TASK INSTRUCTIONS:
Every line below should be repeated exactly.

PROVIDED RECORDS:
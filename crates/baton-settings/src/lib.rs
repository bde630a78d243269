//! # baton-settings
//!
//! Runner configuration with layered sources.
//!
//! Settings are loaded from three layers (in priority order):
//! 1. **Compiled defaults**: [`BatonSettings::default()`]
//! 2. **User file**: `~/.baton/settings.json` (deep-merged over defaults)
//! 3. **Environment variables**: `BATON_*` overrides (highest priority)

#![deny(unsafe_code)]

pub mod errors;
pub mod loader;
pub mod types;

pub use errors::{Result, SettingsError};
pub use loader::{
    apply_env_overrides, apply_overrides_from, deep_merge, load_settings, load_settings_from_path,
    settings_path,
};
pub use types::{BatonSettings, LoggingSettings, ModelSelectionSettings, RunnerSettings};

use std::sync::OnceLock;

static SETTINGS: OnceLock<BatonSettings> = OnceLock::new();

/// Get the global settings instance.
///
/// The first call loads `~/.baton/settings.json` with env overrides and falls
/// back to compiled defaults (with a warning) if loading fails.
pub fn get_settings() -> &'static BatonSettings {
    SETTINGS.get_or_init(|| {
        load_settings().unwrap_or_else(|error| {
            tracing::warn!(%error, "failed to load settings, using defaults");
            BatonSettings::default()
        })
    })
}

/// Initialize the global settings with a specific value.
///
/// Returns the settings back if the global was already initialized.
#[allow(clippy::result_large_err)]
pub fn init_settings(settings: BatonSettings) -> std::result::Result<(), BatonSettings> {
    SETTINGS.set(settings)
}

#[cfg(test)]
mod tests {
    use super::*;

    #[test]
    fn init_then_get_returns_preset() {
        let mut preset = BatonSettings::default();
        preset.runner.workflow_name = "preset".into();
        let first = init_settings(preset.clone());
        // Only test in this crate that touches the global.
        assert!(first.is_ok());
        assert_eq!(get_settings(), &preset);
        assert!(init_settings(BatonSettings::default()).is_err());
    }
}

WRITTEN REPLY:
filename crates/baton-settings/src/lib.rs
repository bde630a78d243269
//! # baton-settings
//!
//! Runner configuration with layered sources.
//!
//! Settings are loaded from three layers (in priority order):
//! 1. **Compiled defaults**: [`BatonSettings::default()`]
//! 2. **User file**: `~/.baton/settings.json` (deep-merged over defaults)
//! 3. **Environment variables**: `BATON_*` overrides (highest priority)

#![deny(unsafe_code)]

pub mod errors;
pub mod loader;
pub mod types;

pub use errors::{Result, SettingsError};
pub use loader::{
    apply_env_overrides, apply_overrides_from, deep_merge, load_settings, load_settings_from_path,
    settings_path,
};
pub use types::{BatonSettings, LoggingSettings, ModelSelectionSettings, RunnerSettings};

use std::sync::OnceLock;

static SETTINGS: OnceLock<BatonSettings> = OnceLock::new();

/// Get the global settings instance.
///
/// The first call loads `~/.baton/settings.json` with env overrides and falls
/// back to compiled defaults (with a warning) if loading fails.
pub fn get_settings() -> &'static BatonSettings {
    SETTINGS.get_or_init(|| {
        load_settings().unwrap_or_else(|error| {
            tracing::warn!(%error, "failed to load settings, using defaults");
            BatonSettings::default()
        })
    })
}

/// Initialize the global settings with a specific value.
///
/// Returns the settings back if the global was already initialized.
#[allow(clippy::result_large_err)]
pub fn init_settings(settings: BatonSettings) -> std::result::Result<(), BatonSettings> {
    SETTINGS.set(settings)
}

#[cfg(test)]
mod tests {
    use super::*;

    #[test]
    fn init_then_get_returns_preset() {
        let mut preset = BatonSettings::default();
        preset.runner.workflow_name = "preset".into();
        let first = init_settings(preset.clone());
        // Only test in this crate that touches the global.
        assert!(first.is_ok());
        assert_eq!(get_settings(), &preset);
        assert!(init_settings(BatonSettings::default()).is_err());
    }
}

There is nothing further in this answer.